Using the coefficients trained with L2 penalty 0, find the 5 most positive words (with largest positive coefficients). Save them to positive_words. Similarly, find the 5 most negative words (with largest negative coefficients) and save them to negative_words.

Quiz Question. Which of the following is not listed in either positive_words or negative_words?


In [127]:
def make_tuple(column_name):
    word_coefficient_tuples = [(word, coefficient) for word, coefficient in zip( table['words'], table[column_name])]
    return word_coefficient_tuples


positive_words = list(map(lambda x: x[0], sorted(make_tuple('coefficients [L2=0]'), key=lambda x:x[1], reverse=True)[:5]))
negative_words = list(map(lambda x: x[0], sorted(make_tuple('coefficients [L2=0]'), key=lambda x:x[1], reverse=False)[:5]))

In [84]:
positive_words


Out[84]:
['love', 'loves', 'easy', 'perfect', 'great']

In [86]:
negative_words


Out[86]:
['disappointed', 'money', 'return', 'waste', 'returned']

Let us observe the effect of increasing L2 penalty on the 10 words just selected. We provide you with a utility function to plot the coefficient path.


In [104]:
import matplotlib.pyplot as plt
%matplotlib inline
plt.rcParams['figure.figsize'] = 10, 6

def make_coefficient_plot(table, positive_words, negative_words, l2_penalty_list):
    cmap_positive = plt.get_cmap('Reds')
    cmap_negative = plt.get_cmap('Blues')
    
    xx = l2_penalty_list
    plt.plot(xx, [0.]*len(xx), '--', lw=1, color='k')
    
    table_positive_words = table[table['words'].isin(positive_words)]
    table_negative_words = table[table['words'].isin(negative_words)]
    del table_positive_words['words']
    del table_negative_words['words']
    
    for i in range(len(positive_words)):
        color = cmap_positive(0.8*((i+1)/(len(positive_words)*1.2)+0.15))
        plt.plot(xx, table_positive_words[i:i+1].as_matrix().flatten(),
                 '-', label=positive_words[i], linewidth=4.0, color=color)
        
    for i in range(len(negative_words)):
        color = cmap_negative(0.8*((i+1)/(len(negative_words)*1.2)+0.15))
        plt.plot(xx, table_negative_words[i:i+1].as_matrix().flatten(),
                 '-', label=negative_words[i], linewidth=4.0, color=color)
        
    plt.legend(loc='best', ncol=3, prop={'size':16}, columnspacing=0.5)
    plt.axis([1, 1e5, -1, 2])
    plt.title('Coefficient path')
    plt.xlabel('L2 penalty ($\lambda$)')
    plt.ylabel('Coefficient value')
    plt.xscale('log')
    plt.rcParams.update({'font.size': 18})
    plt.tight_layout()

In [105]:
make_coefficient_plot(table, positive_words, negative_words, l2_penalty_list=[0, 4, 10, 1e2, 1e3, 1e5])

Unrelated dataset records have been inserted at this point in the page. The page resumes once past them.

//! Scripted tool sessions.
//!
//! A session stands in for the operator: it replays property edits and
//! pose confirmations against one tool, on a virtual clock, and collects
//! everything the tool produced.
//!
//! # Script format
//!
//! ```text
//! {
//!   "variant": "car",
//!   "properties": { "velocity": 2.0 },
//!   "events": [
//!     { "set_property": { "name": "Z position", "value": 0.5 } },
//!     { "confirm_pose": { "x": 10.0, "y": -3.5, "theta": 1.57 } },
//!     { "advance_time": { "secs": 1.0 } },
//!     { "set_fixed_frame": { "frame": "odom" } }
//!   ]
//! }
//! ```

use crate::context::SimContext;
use npc_core::{
    DummyObjectTool, InteractiveTool, Object, ObjectVariant, PoseEvent, PropertyValue,
    ToolError, ToolProperties,
};
use npc_env::{ToolContext, Transport};
use serde::{Deserialize, Serialize};
use std::path::Path;
use std::sync::Arc;
use std::time::Duration;
use thiserror::Error;
use tracing::{debug, info, warn};

/// Errors loading or starting a session.
#[derive(Debug, Error)]
pub enum SessionError {
    #[error("Failed to read script: {0}")]
    Io(#[from] std::io::Error),

    #[error("Invalid script: {0}")]
    Parse(#[from] serde_json::Error),

    #[error("Tool failed to initialize: {0}")]
    Tool(#[from] ToolError),
}

/// One operator action.
#[derive(Debug, Clone, PartialEq, Serialize, Deserialize)]
#[serde(rename_all = "snake_case")]
pub enum SessionEvent {
    /// Edit a property in the panel
    SetProperty { name: String, value: PropertyValue },

    /// Click and drag: confirm a pose
    ConfirmPose(PoseEvent),

    /// Let virtual time pass
    AdvanceTime { secs: f64 },

    /// Switch the host's fixed frame
    SetFixedFrame { frame: String },
}

/// A full session description.
#[derive(Debug, Clone, Serialize, Deserialize)]
pub struct SessionScript {
    pub variant: ObjectVariant,

    /// Initial properties (defaults when absent)
    #[serde(default)]
    pub properties: Option<ToolProperties>,

    pub events: Vec<SessionEvent>,
}

impl SessionScript {
    /// Reads a JSON script.
    pub fn load(path: impl AsRef<Path>) -> Result<Self, SessionError> {
        let text = std::fs::read_to_string(path)?;
        Ok(serde_json::from_str(&text)?)
    }

    /// Builds a script confirming `poses` in order, `interval` apart.
    pub fn from_poses(variant: ObjectVariant, poses: &[PoseEvent], interval: Duration) -> Self {
        let mut events = Vec::with_capacity(poses.len() * 2);
        for (i, pose) in poses.iter().enumerate() {
            if i > 0 && !interval.is_zero() {
                events.push(SessionEvent::AdvanceTime {
                    secs: interval.as_secs_f64(),
                });
            }
            events.push(SessionEvent::ConfirmPose(*pose));
        }
        Self {
            variant,
            properties: None,
            events,
        }
    }
}

/// What a session produced.
#[derive(Debug, Default)]
pub struct SessionReport {
    /// Every message built, in confirmation order
    pub objects: Vec<Object>,

    /// Topic each object was published on (`None` when the tool was unbound)
    pub topics: Vec<Option<String>>,

    /// Messages the transport accepted
    pub published: u64,

    /// Rejected property edits and unusable time steps
    pub errors: Vec<String>,
}

/// Drives one tool through a script.
pub struct ToolSession<T: Transport> {
    context: Arc<SimContext>,
    tool: DummyObjectTool<SimContext, T>,
}

impl<T: Transport> ToolSession<T> {
    /// Creates and initializes the tool.
    pub fn new(
        variant: ObjectVariant,
        properties: ToolProperties,
        context: Arc<SimContext>,
        transport: Arc<T>,
    ) -> Result<Self, SessionError> {
        let mut tool = DummyObjectTool::new(variant, Arc::clone(&context), transport)
            .with_properties(properties);
        tool.on_initialize()?;
        info!(
            "{} ready (shortcut '{}', seed={})",
            tool.name(),
            tool.shortcut_key(),
            context.seed()
        );
        Ok(Self { context, tool })
    }

    pub fn tool(&self) -> &DummyObjectTool<SimContext, T> {
        &self.tool
    }

    /// Replays `events`, continuing past rejected edits and bad time steps.
    pub fn run(&mut self, events: &[SessionEvent]) -> SessionReport {
        let mut report = SessionReport::default();
        let published_before = self.tool.published_count();

        for event in events {
            match event {
                SessionEvent::SetProperty { name, value } => {
                    if let Err(e) = self.tool.set_property(name, value.clone()) {
                        warn!("Rejected edit of '{}': {}", name, e);
                        report.errors.push(format!("{}: {}", name, e));
                    }
                }
                SessionEvent::ConfirmPose(pose) => {
                    let object = self.tool.on_pose_confirmed(pose.x, pose.y, pose.theta);
                    report.topics.push(self.tool.bound_topic().map(str::to_string));
                    report.objects.push(object);
                }
                SessionEvent::AdvanceTime { secs } => match Duration::try_from_secs_f64(*secs) {
                    Ok(step) => {
                        self.context.advance_time(step);
                        debug!("t={:.3}s", self.context.elapsed().as_secs_f64());
                    }
                    Err(e) => {
                        warn!("Ignoring time advance of {}s: {}", secs, e);
                        report.errors.push(format!("advance_time {}: {}", secs, e));
                    }
                },
                SessionEvent::SetFixedFrame { frame } => {
                    self.context.set_fixed_frame(frame.clone());
                }
            }
        }

        report.published = self.tool.published_count() - published_before;
        report
    }
}

#[cfg(test)]
mod tests {
    use super::*;
    use crate::transport::RecordingTransport;
    use npc_core::messages::covariance_index;
    use npc_core::{decode_object, Action};

    fn session(variant: ObjectVariant) -> (ToolSession<RecordingTransport>, Arc<RecordingTransport>) {
        let transport = Arc::new(RecordingTransport::new());
        let session = ToolSession::new(
            variant,
            ToolProperties::default(),
            SimContext::shared(42),
            Arc::clone(&transport),
        )
        .unwrap();
        (session, transport)
    }

    #[test]
    fn test_script_parsing() {
        let script: SessionScript = serde_json::from_str(
            r#"{
                "variant": "pedestrian",
                "properties": { "velocity": 1.2 },
                "events": [
                    { "set_property": { "name": "Pose Topic", "value": "/npc/peds" } },
                    { "set_property": { "name": "Z position", "value": 0.5 } },
                    { "confirm_pose": { "x": 1.0, "y": 2.0, "theta": 0.3 } },
                    { "advance_time": { "secs": 0.5 } },
                    { "set_fixed_frame": { "frame": "odom" } }
                ]
            }"#,
        )
        .unwrap();

        assert_eq!(script.variant, ObjectVariant::Pedestrian);
        assert_eq!(script.properties.as_ref().map(|p| p.velocity), Some(1.2));
        assert_eq!(
            script.events[0],
            SessionEvent::SetProperty {
                name: "Pose Topic".to_string(),
                value: PropertyValue::Text("/npc/peds".to_string()),
            }
        );
        assert_eq!(
            script.events[1],
            SessionEvent::SetProperty {
                name: "Z position".to_string(),
                value: PropertyValue::Float(0.5),
            }
        );
        assert_eq!(
            script.events[2],
            SessionEvent::ConfirmPose(PoseEvent::new(1.0, 2.0, 0.3))
        );
    }

    #[test]
    fn test_session_publishes_each_confirmation() {
        let (mut session, transport) = session(ObjectVariant::Car);
        let script = SessionScript::from_poses(
            ObjectVariant::Car,
            &[PoseEvent::new(1.0, 0.0, 0.0), PoseEvent::new(2.0, 0.0, 0.0)],
            Duration::from_secs(1),
        );

        let report = session.run(&script.events);

        assert_eq!(report.objects.len(), 2);
        assert_eq!(report.published, 2);
        assert!(report.errors.is_empty());

        let published = transport.published();
        assert_eq!(published.len(), 2);
        assert_eq!(published[1].envelope.timestamp_ms - published[0].envelope.timestamp_ms, 1000);

        let first = decode_object(&published[0].envelope).unwrap();
        assert_eq!(first.id, report.objects[0].id);
        assert_eq!(first.action, Action::Add);
        assert_ne!(report.objects[0].id, report.objects[1].id);
    }

    #[test]
    fn test_session_edits_apply_to_next_confirmation() {
        let (mut session, transport) = session(ObjectVariant::Pedestrian);
        let report = session.run(&[
            SessionEvent::SetProperty {
                name: "Theta std deviation".to_string(),
                value: PropertyValue::Float(0.1),
            },
            SessionEvent::SetProperty {
                name: "Pose Topic".to_string(),
                value: PropertyValue::Text("/npc/peds".to_string()),
            },
            SessionEvent::SetFixedFrame {
                frame: "odom".to_string(),
            },
            SessionEvent::ConfirmPose(PoseEvent::new(5.0, 5.0, -1.0)),
        ]);

        let object = &report.objects[0];
        assert_eq!(object.header.frame_id, "odom");
        assert!((object.pose_covariance()[covariance_index::YAW] - 0.01).abs() < 1e-12);
        assert_eq!(report.topics, vec![Some("/npc/peds".to_string())]);
        assert_eq!(transport.published_on("/npc/peds").len(), 1);
        assert_eq!(transport.advertisements(), 2);
    }

    #[test]
    fn test_session_keeps_going_after_bad_edit() {
        let (mut session, _) = session(ObjectVariant::Car);
        let report = session.run(&[
            SessionEvent::SetProperty {
                name: "Colour".to_string(),
                value: PropertyValue::Float(1.0),
            },
            SessionEvent::ConfirmPose(PoseEvent::new(0.0, 0.0, 0.0)),
        ]);

        assert_eq!(report.errors.len(), 1);
        assert_eq!(report.objects.len(), 1);
        assert_eq!(report.published, 1);
    }

    #[test]
    fn test_rejected_topic_reported_as_unbound() {
        let (mut session, transport) = session(ObjectVariant::Car);
        let report = session.run(&[
            SessionEvent::SetProperty {
                name: "Pose Topic".to_string(),
                value: PropertyValue::Text("/bad topic".to_string()),
            },
            SessionEvent::ConfirmPose(PoseEvent::new(1.0, 2.0, 0.0)),
        ]);

        assert_eq!(report.errors.len(), 1);
        assert_eq!(report.objects.len(), 1);
        assert_eq!(report.topics, vec![None]);
        assert_eq!(report.published, 0);
        assert!(transport.published().is_empty());
        assert_eq!(session.tool().bound_topic(), None);
    }

    #[test]
    fn test_huge_time_advance_is_reported() {
        let (mut session, transport) = session(ObjectVariant::Car);
        let report = session.run(&[
            SessionEvent::AdvanceTime { secs: 1e30 },
            SessionEvent::AdvanceTime { secs: f64::NAN },
            SessionEvent::AdvanceTime { secs: -1.0 },
            SessionEvent::ConfirmPose(PoseEvent::new(0.0, 0.0, 0.0)),
        ]);

        assert_eq!(report.errors.len(), 3);
        assert_eq!(report.published, 1);
        assert_eq!(transport.published()[0].envelope.timestamp_ms, 1_704_067_200_000);
    }

    #[test]
    fn test_repeated_large_advances_saturate() {
        let (mut session, _) = session(ObjectVariant::Car);
        let report = session.run(&[
            SessionEvent::AdvanceTime { secs: 1e10 },
            SessionEvent::AdvanceTime { secs: 1e10 },
        ]);

        assert!(report.errors.is_empty());
        assert_eq!(session.context.elapsed(), Duration::from_nanos(u64::MAX));
    }

    #[test]
    fn test_publish_failure_is_not_fatal() {
        let (mut session, transport) = session(ObjectVariant::Car);
        transport.set_fail_publish(true);

        let report = session.run(&[SessionEvent::ConfirmPose(PoseEvent::new(1.0, 1.0, 1.0))]);

        assert_eq!(report.objects.len(), 1);
        assert_eq!(report.published, 0);
        assert_eq!(session.tool().published_count(), 0);
    }

    #[test]
    fn test_same_seed_same_ids() {
        let poses = [PoseEvent::new(0.0, 0.0, 0.0), PoseEvent::new(1.0, 1.0, 1.0)];
        let script = SessionScript::from_poses(ObjectVariant::Car, &poses, Duration::ZERO);

        let (mut a, _) = session(ObjectVariant::Car);
        let (mut b, _) = session(ObjectVariant::Car);
        let ids_a: Vec<_> = a.run(&script.events).objects.iter().map(|o| o.id).collect();
        let ids_b: Vec<_> = b.run(&script.events).objects.iter().map(|o| o.id).collect();
        assert_eq!(ids_a, ids_b);
    }
}
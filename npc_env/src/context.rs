//! Host context trait for the pose tools.

use std::time::SystemTime;

/// The tool's view of its host.
///
/// In the visualization host this is the display context: it knows the
/// current fixed frame and the clock the node runs on. The tools never reach
/// for globals; everything that would make a message non-reproducible comes
/// through here.
///
/// # Implementations
///
/// - **Production**: `SystemContext` - wall clock, OS-seeded generator per id
/// - **Simulation**: `SimContext` (npc_sim) - virtual clock, seeded ChaCha stream
pub trait ToolContext {
    /// Returns the time used to stamp outgoing message headers.
    fn system_time(&self) -> SystemTime;

    /// Returns the name of the fixed reference frame poses are expressed in.
    fn fixed_frame(&self) -> String;

    /// Fills `dest` with uniformly random bytes for an object identifier.
    ///
    /// Production implementations seed a fresh generator from system entropy
    /// on every call. No uniqueness check is made against earlier ids.
    fn fill_id_bytes(&self, dest: &mut [u8]);

    /// Returns the context's seed (for logging/debugging).
    ///
    /// In production, returns 0 (not seeded).
    fn seed(&self) -> u64 {
        0
    }
}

Quiz Question: (True/False) All coefficients consistently get smaller in size as the L2 penalty is increased.

Quiz Question: (True/False) The relative order of coefficients is preserved as the L2 penalty is increased. (For example, if the coefficient for 'cat' was more positive than that for 'dog', this remains true as the L2 penalty increases.)

Measuring accuracy

Now, let us compute the accuracy of the classifier model. Recall that the accuracy is given by

$$ \mbox{accuracy} = \frac{\mbox{# correctly classified data points}}{\mbox{# total data points}} $$

Recall from lecture that that the class prediction is calculated using $$ \hat{y}_i = \left\{ \begin{array}{ll} +1 & h(\mathbf{x}_i)^T\mathbf{w} > 0 \\ -1 & h(\mathbf{x}_i)^T\mathbf{w} \leq 0 \\ \end{array} \right. $$

Note: It is important to know that the model prediction code doesn't change even with the addition of an L2 penalty. The only thing that changes is the estimated coefficients used in this prediction.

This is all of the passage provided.